ダンジョン
異世界に召喚されて1週間後。おれたち召喚された勇者は洞窟の前に来ていた。
「ここは初心者向けのダンジョンだ。諸君らには今ここに入ってもらう」
前にいる兵士長は高らかに宣言した。
「ダンジョンでモンスターとの戦いに慣れておけば邪悪破滅教団との戦いの時必ず有利になる。訓練の成果を実戦で発揮出来るようにするのが今回の目的だ」
兵士長は淡々と説明した。
「いや、アタシらろくに訓練受けてなくね?」
夢ちゃんがボソッと呟いた。
「私もダンスとボーカルレッスンしてた記憶しかないです…」
「私は図書館に籠っていた」
「我はひたすら創造しておったぞ」
「おれも道化師のスキルを1人で練習してたよ。このグループほぼ放置されてたよね」
グループの半数以上からそんな声が上がっている。
「私は剣術と魔法やってたわ。戦闘職だしね」
「あたしは主に回復してました」
杏ちゃんと真琴ちゃんは訓練に参加していたようだ。やっぱり非戦闘職と差があるみたいだね。
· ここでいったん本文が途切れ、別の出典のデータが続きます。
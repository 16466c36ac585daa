//! Widgetry API server library.
//!
//! Exposes config, state, error handling and routes so integration tests
//! and the binary entrypoint build the same application.

pub mod auth;
pub mod background;
pub mod config;
pub mod error;
pub mod handlers;
pub mod media;
pub mod middleware;
pub mod response;
pub mod router;
pub mod routes;
pub mod state;
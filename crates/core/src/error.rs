#[derive(Debug, thiserror::Error)]
pub enum CoreError {
    #[error("Entity not found: {entity} with id {id}")]
    NotFound { entity: &'static str, id: String },

    #[error("Validation failed: {0}")]
    Validation(String),

    #[error("Conflict: {0}")]
    Conflict(String),

    #[error("Unauthorized: {0}")]
    Unauthorized(String),

    #[error("Forbidden: {0}")]
    Forbidden(String),

    #[error("Internal error: {0}")]
    Internal(String),
}

impl CoreError {
    /// Shorthand for a [`CoreError::NotFound`] keyed by any displayable id.
    pub fn not_found(entity: &'static str, id: impl std::fmt::Display) -> Self {
        Self::NotFound {
            entity,
            id: id.to_string(),
        }
    }
}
「ではグループに別れて入ってもらう。最初にダンジョンボスを倒したグループには特別報酬を与えよう」
兵士長はみんなに宣言した。
「はっ。だったらおれたち上位グループが一番に決まってるぜ。なあ、勇」
ヤンキー少年が神野くんに言った。
「そうだね、剛。特に道化師がいる下位グループには負ける気がしないよ」
神野くんはぼくを見て挑発してきた。
「それはどうかな。彼女たちはちゃんと強いよ」
おれは神野くんに返した。
「ふん。その強がりがいつまで続くか楽しみだよ」
神野くんはそう言ってニヤリと笑った。
「何かすごい目の敵にされてるね。今更だけど年上への敬意なさすぎじゃないかな」
おれはグループの子たちに愚痴った。
「いい職業もらって調子乗ってるんでしょ。…私も少し天狗になってたから気持ちはわかるわ」
杏ちゃんはバツが悪そうに言った。
「調子に乗ったままで勝てる程敵が弱…いならそれでもいいけどね。壁にぶつかった時にどうなるかわからないよ」
「そんな先のこと考えるだけ無駄。未来がどうなるかなんて私たちにはわからないから」
文ちゃんは冷静に言った。
「なるようにしかならないか…。そういうものかもしれないね」
そんなことをしている間におれたちがダンジョンに入る順番が来た。
ーー
「兵士いないからとりま着替えるね。ドレスアップ!」
夢ちゃんがギャルピースをすると、夢ちゃんは光に包まれた。
「伝説の女騎士、クッコロ・セルヴァン!ただいま見参!」
鎧を身に纏った夢ちゃんは剣を正面に構えた。
「すごい。なんか変身ヒロインみたいだったね。すごく日朝って感じがするよ!」
真琴ちゃんはすごくテンションが上がっている。
「それレプリカのはずなのにすごく立派だね。すごく硬くて強そうだよ」
きららちゃんは夢ちゃんの鎧を触りながら言った。
「アタシも何かめっちゃパワーアップした感ある!これがレイヤーの力なのかも」
夢ちゃんがそう言って剣を振るとダンジョンの壁に傷がついた。真空波でも飛ばしたようだ。
「模倣した者と同様の力を得る能力か…。我が予知が当たったようね!」
ルナちゃんはうれしそうに言った。
「それにしても伝説の剣士と同じカッコでもコスプレってことになるんだねー。緩すぎてマジやばたにえん…」
夢ちゃんはそう言いながら掌を見つめた。
「念のため他の英雄の衣装のレプリカも買っておいてよかった。これで前衛と後衛切り替えられる」
文ちゃんはうれしそうに言った。
「とりあえずこれで戦えそうだね。…上位グループが最初にスタートしたから1位は無理かもだけど」
真琴ちゃんはそう言って苦笑いした。
「ほぼ出来レースだよね。まあ今は職業スキルの把握をして行こうか。この先ジェスターなしで戦う場面も多いだろうしね」
おれは現状の方針をみんなに伝えた。
「…まあ初心者向けダンジョンならあいつらが勝つわね。無理せず行きましょうか」
杏ちゃんはふてくされたように言った。本当は悔しいのかもしれない。
「今は狙えるなら1位狙う形で行くしかなさそうですね。わかりました」
そういうきららちゃんの目は怪しい輝きを放っている。割と血の気多いなこの子。
「そうだね。それじゃ行こうか」
ま、まあ補助担当だから大丈夫だよね。おれは少し不安を感じながらダンジョンの中を進むことにした。
この作品でもダンジョン探索が始まってしまいました。こっちではそこまで探索はないはずですから多分混乱することはないと思います。